§ Problem requirements: Which of the lines below hold the word "that"? Pull each of them out.
########################################
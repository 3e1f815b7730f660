// Copyright (c) 2025 Erick Bourgeois, firestoned
// SPDX-License-Identifier: MIT

//! Search filters for collection queries.
//!
//! A filter is written as a flat map of string keys to string values, the same
//! shape WAPI takes as query parameters. Keys starting with `*` filter on an
//! extensible attribute; every other key filters on a plain field:
//!
//! | Body key | Meaning |
//! |----------|---------|
//! | `name` | field `name` equals the value |
//! | `*Site` | extensible attribute `Site` equals the value |
//!
//! # Example
//!
//! ```rust
//! use nios_provider::filter::RecordFilter;
//! use std::collections::BTreeMap;
//!
//! let body = BTreeMap::from([
//!     ("name".to_string(), "host.example.com".to_string()),
//!     ("*Site".to_string(), "lab".to_string()),
//! ]);
//! let filter = RecordFilter::from_body(&body).unwrap();
//! assert_eq!(filter.fields["name"], "host.example.com");
//! assert_eq!(filter.extattrs["Site"], "lab");
//! ```

use crate::constants::EXTATTR_FILTER_PREFIX;
use crate::diagnostics::{Diagnostic, Diagnostics};
use std::collections::BTreeMap;

/// Exact-match filter over plain fields and extensible attributes.
#[derive(Debug, Clone, Default, PartialEq, Eq)]
pub struct RecordFilter {
    /// Wire field name to required value
    pub fields: BTreeMap<String, String>,
    /// Extensible attribute name (without prefix) to required value
    pub extattrs: BTreeMap<String, String>,
}

impl RecordFilter {
    /// A filter that matches every object.
    #[must_use]
    pub fn new() -> Self {
        Self::default()
    }

    /// Builder: require a plain field to equal `value`.
    #[must_use]
    pub fn field(mut self, name: &str, value: &str) -> Self {
        self.fields.insert(name.to_string(), value.to_string());
        self
    }

    /// Builder: require an extensible attribute to equal `value`.
    #[must_use]
    pub fn extattr(mut self, name: &str, value: &str) -> Self {
        self.extattrs.insert(name.to_string(), value.to_string());
        self
    }

    /// Parse a flat body map, splitting extensible attribute keys off by prefix.
    ///
    /// # Errors
    ///
    /// Returns diagnostics for empty keys or a bare prefix with no attribute name.
    pub fn from_body(body: &BTreeMap<String, String>) -> Result<Self, Diagnostics> {
        let mut filter = Self::new();
        let mut diagnostics = Diagnostics::new();

        for (key, value) in body {
            match key.strip_prefix(EXTATTR_FILTER_PREFIX) {
                Some("") => diagnostics.push(Diagnostic::attribute_error(
                    "body",
                    "Invalid Filter",
                    format!("Filter key \"{key}\" names no extensible attribute."),
                )),
                Some(name) => {
                    filter.extattrs.insert(name.to_string(), value.clone());
                }
                None if key.is_empty() => diagnostics.push(Diagnostic::attribute_error(
                    "body",
                    "Invalid Filter",
                    "Filter keys must not be empty.",
                )),
                None => {
                    filter.fields.insert(key.clone(), value.clone());
                }
            }
        }

        if diagnostics.has_error() {
            Err(diagnostics)
        } else {
            Ok(filter)
        }
    }

    /// Flatten back into the body map form.
    #[must_use]
    pub fn to_body(&self) -> BTreeMap<String, String> {
        self.query_pairs().into_iter().collect()
    }

    /// Query parameters for the WAPI search, fields first, then extensible attributes.
    #[must_use]
    pub fn query_pairs(&self) -> Vec<(String, String)> {
        let fields = self
            .fields
            .iter()
            .map(|(name, value)| (name.clone(), value.clone()));
        let extattrs = self
            .extattrs
            .iter()
            .map(|(name, value)| (format!("{EXTATTR_FILTER_PREFIX}{name}"), value.clone()));
        fields.chain(extattrs).collect()
    }

    /// Returns `true` if the filter matches everything.
    #[must_use]
    pub fn is_empty(&self) -> bool {
        self.fields.is_empty() && self.extattrs.is_empty()
    }
}
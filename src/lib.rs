// Copyright (c) 2025 Erick Bourgeois, firestoned
// SPDX-License-Identifier: MIT

//! # nios-provider - Declarative controller for Infoblox NIOS DNS A records
//!
//! This library reconciles Infoblox NIOS DNS A records (`record:a`) against a
//! user-declared configuration through the NIOS WAPI REST API.
//!
//! ## Overview
//!
//! - A schema-as-data attribute table with optional, computed, default,
//!   immutable and write-only semantics
//! - Bidirectional conversion between partially-unknown typed trees and WAPI
//!   wire objects
//! - A single-resource controller (create, read, update, delete, import)
//! - A collection query controller with field and extensible attribute filters
//!
//! ## Modules
//!
//! - [`value`] - Tri-state values and typed value trees
//! - [`schema`] - Attribute descriptors and validation
//! - [`convert`] - Expand (tree to wire) and Flatten (wire to tree)
//! - [`resource`] - A record lifecycle controller
//! - [`data_source`] - A record collection query controller
//! - [`client`] - Remote client contract, implemented by [`wapi`] and [`memory`]
//! - [`provider`] - Configuration and controller factory
//!
//! ## Example
//!
//! ```rust
//! use nios_provider::memory::InMemoryRecordStore;
//! use nios_provider::provider::Provider;
//! use nios_provider::resource::ReadOutcome;
//! use nios_provider::value::ValueTree;
//! use std::sync::Arc;
//!
//! # async fn example() -> Result<(), nios_provider::errors::ControllerError> {
//! let provider = Provider::with_client(Arc::new(InMemoryRecordStore::new()));
//! let resource = provider.record_a_resource();
//!
//! let config = ValueTree::new()
//!     .with("name", "host.example.com")
//!     .with("ipv4addr", "10.0.0.20");
//! let state = resource.create(&config).await?;
//!
//! let identity = state.get_str("id").unwrap_or_default();
//! assert!(matches!(resource.read(identity).await?, ReadOutcome::Present(_)));
//! # Ok(())
//! # }
//! ```

pub mod client;
pub mod config;
pub mod constants;
pub mod convert;
pub mod data_source;
pub mod diagnostics;
pub mod errors;
pub mod filter;
pub mod identity;
pub mod logging;
pub mod memory;
pub mod metrics;
pub mod provider;
pub mod resource;
pub mod schema;
pub mod value;
pub mod wapi;
pub mod wire;

#[cfg(test)]
mod diagnostics_tests;
#[cfg(test)]
mod resource_tests;
#[cfg(test)]
mod schema_tests;
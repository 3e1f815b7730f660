// Copyright (c) 2025 Erick Bourgeois, firestoned
// SPDX-License-Identifier: MIT

//! Tri-state attribute values and the typed value tree.
//!
//! Every attribute handed to or returned by a controller is a [`Value`]:
//!
//! - [`Value::Known`] - a concrete value
//! - [`Value::Null`] - explicitly absent
//! - [`Value::Unknown`] - not resolved yet; only legal in a planned configuration
//!
//! A [`ValueTree`] maps attribute names to values in name order. Reading a name
//! that was never set yields [`Value::Null`].
//!
//! # Example
//!
//! ```rust
//! use nios_provider::value::{Value, ValueTree};
//!
//! let tree = ValueTree::new()
//!     .with("name", "host.example.com")
//!     .with("ipv4addr", "10.0.0.20")
//!     .with_unknown("comment");
//!
//! assert_eq!(tree.get_str("name"), Some("host.example.com"));
//! assert!(tree.get("comment").is_unknown());
//! assert!(tree.get("view").is_null());
//! ```

use std::collections::BTreeMap;
use std::fmt;

/// Nested string map used for extensible attributes (`{"Site": {"value": "lab"}}`).
pub type MapOfMaps = BTreeMap<String, BTreeMap<String, String>>;

/// A tri-state value: known, null or not yet known.
#[derive(Debug, Clone, PartialEq, Eq)]
pub enum Value<T> {
    /// Concrete value
    Known(T),
    /// Explicitly absent
    Null,
    /// Not resolved before apply
    Unknown,
}

impl<T> Default for Value<T> {
    fn default() -> Self {
        Value::Null
    }
}

impl<T> Value<T> {
    /// Returns `true` for [`Value::Known`].
    #[must_use]
    pub fn is_known(&self) -> bool {
        matches!(self, Value::Known(_))
    }

    /// Returns `true` for [`Value::Null`].
    #[must_use]
    pub fn is_null(&self) -> bool {
        matches!(self, Value::Null)
    }

    /// Returns `true` for [`Value::Unknown`].
    #[must_use]
    pub fn is_unknown(&self) -> bool {
        matches!(self, Value::Unknown)
    }

    /// Borrow the concrete value, if any.
    #[must_use]
    pub fn known(&self) -> Option<&T> {
        match self {
            Value::Known(value) => Some(value),
            Value::Null | Value::Unknown => None,
        }
    }

    /// Map the concrete value, keeping null and unknown as they are.
    pub fn map<U>(self, f: impl FnOnce(T) -> U) -> Value<U> {
        match self {
            Value::Known(value) => Value::Known(f(value)),
            Value::Null => Value::Null,
            Value::Unknown => Value::Unknown,
        }
    }
}

impl<T> From<Option<T>> for Value<T> {
    fn from(value: Option<T>) -> Self {
        value.map_or(Value::Null, Value::Known)
    }
}

/// A concrete attribute value of one of the supported semantic types.
#[derive(Debug, Clone, PartialEq)]
pub enum AttrValue {
    String(String),
    Int32(i32),
    Bool(bool),
    /// String-to-string map
    Map(BTreeMap<String, String>),
    /// Map of string maps, used for extensible attributes
    MapOfMaps(MapOfMaps),
    /// Nested list of objects
    List(Vec<ValueTree>),
}

impl AttrValue {
    /// Human readable name of the value's type, used in diagnostics.
    #[must_use]
    pub fn type_name(&self) -> &'static str {
        match self {
            AttrValue::String(_) => "string",
            AttrValue::Int32(_) => "int32",
            AttrValue::Bool(_) => "bool",
            AttrValue::Map(_) => "map of strings",
            AttrValue::MapOfMaps(_) => "map of string maps",
            AttrValue::List(_) => "list of objects",
        }
    }
}

impl fmt::Display for AttrValue {
    fn fmt(&self, f: &mut fmt::Formatter<'_>) -> fmt::Result {
        match self {
            AttrValue::String(value) => write!(f, "{value:?}"),
            AttrValue::Int32(value) => write!(f, "{value}"),
            AttrValue::Bool(value) => write!(f, "{value}"),
            AttrValue::Map(value) => write!(f, "{value:?}"),
            AttrValue::MapOfMaps(value) => write!(f, "{value:?}"),
            AttrValue::List(items) => write!(f, "[{} objects]", items.len()),
        }
    }
}

impl From<&str> for AttrValue {
    fn from(value: &str) -> Self {
        AttrValue::String(value.to_string())
    }
}

impl From<String> for AttrValue {
    fn from(value: String) -> Self {
        AttrValue::String(value)
    }
}

impl From<i32> for AttrValue {
    fn from(value: i32) -> Self {
        AttrValue::Int32(value)
    }
}

impl From<bool> for AttrValue {
    fn from(value: bool) -> Self {
        AttrValue::Bool(value)
    }
}

impl From<BTreeMap<String, String>> for AttrValue {
    fn from(value: BTreeMap<String, String>) -> Self {
        AttrValue::Map(value)
    }
}

impl From<MapOfMaps> for AttrValue {
    fn from(value: MapOfMaps) -> Self {
        AttrValue::MapOfMaps(value)
    }
}

impl From<Vec<ValueTree>> for AttrValue {
    fn from(value: Vec<ValueTree>) -> Self {
        AttrValue::List(value)
    }
}

static NULL: Value<AttrValue> = Value::Null;

/// Ordered mapping from attribute name to tri-state value.
#[derive(Debug, Clone, Default, PartialEq)]
pub struct ValueTree {
    attributes: BTreeMap<String, Value<AttrValue>>,
}

impl ValueTree {
    /// Create an empty tree; every attribute reads as null.
    #[must_use]
    pub fn new() -> Self {
        Self::default()
    }

    /// Builder: set `name` to a known value.
    #[must_use]
    pub fn with(mut self, name: &str, value: impl Into<AttrValue>) -> Self {
        self.set(name, Value::Known(value.into()));
        self
    }

    /// Builder: mark `name` as not yet known.
    #[must_use]
    pub fn with_unknown(mut self, name: &str) -> Self {
        self.set(name, Value::Unknown);
        self
    }

    /// Builder: mark `name` as explicitly null.
    #[must_use]
    pub fn with_null(mut self, name: &str) -> Self {
        self.set(name, Value::Null);
        self
    }

    /// Set the value of `name`.
    pub fn set(&mut self, name: impl Into<String>, value: Value<AttrValue>) {
        self.attributes.insert(name.into(), value);
    }

    /// Value of `name`; names never set read as [`Value::Null`].
    #[must_use]
    pub fn get(&self, name: &str) -> &Value<AttrValue> {
        self.attributes.get(name).unwrap_or(&NULL)
    }

    /// Known string value of `name`.
    #[must_use]
    pub fn get_str(&self, name: &str) -> Option<&str> {
        match self.get(name) {
            Value::Known(AttrValue::String(value)) => Some(value),
            _ => None,
        }
    }

    /// Known boolean value of `name`.
    #[must_use]
    pub fn get_bool(&self, name: &str) -> Option<bool> {
        match self.get(name) {
            Value::Known(AttrValue::Bool(value)) => Some(*value),
            _ => None,
        }
    }

    /// Known integer value of `name`.
    #[must_use]
    pub fn get_i32(&self, name: &str) -> Option<i32> {
        match self.get(name) {
            Value::Known(AttrValue::Int32(value)) => Some(*value),
            _ => None,
        }
    }

    /// Known string map value of `name`.
    #[must_use]
    pub fn get_map(&self, name: &str) -> Option<&BTreeMap<String, String>> {
        match self.get(name) {
            Value::Known(AttrValue::Map(value)) => Some(value),
            _ => None,
        }
    }

    /// Known map-of-maps value of `name`.
    #[must_use]
    pub fn get_map_of_maps(&self, name: &str) -> Option<&MapOfMaps> {
        match self.get(name) {
            Value::Known(AttrValue::MapOfMaps(value)) => Some(value),
            _ => None,
        }
    }

    /// Known list value of `name`.
    #[must_use]
    pub fn get_list(&self, name: &str) -> Option<&[ValueTree]> {
        match self.get(name) {
            Value::Known(AttrValue::List(items)) => Some(items),
            _ => None,
        }
    }

    /// Iterate over explicitly set attributes in name order.
    pub fn iter(&self) -> impl Iterator<Item = (&str, &Value<AttrValue>)> {
        self.attributes
            .iter()
            .map(|(name, value)| (name.as_str(), value))
    }

    /// Names of attributes whose value is still unknown.
    #[must_use]
    pub fn unknown_attributes(&self) -> Vec<&str> {
        self.iter()
            .filter(|(_, value)| value.is_unknown())
            .map(|(name, _)| name)
            .collect()
    }

    /// Number of explicitly set attributes.
    #[must_use]
    pub fn len(&self) -> usize {
        self.attributes.len()
    }

    /// Returns `true` when no attribute was set.
    #[must_use]
    pub fn is_empty(&self) -> bool {
        self.attributes.is_empty()
    }
}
########################################
§ Task answer:
    /// A filter that matches every object.
//! that was never set yields [`Value::Null`].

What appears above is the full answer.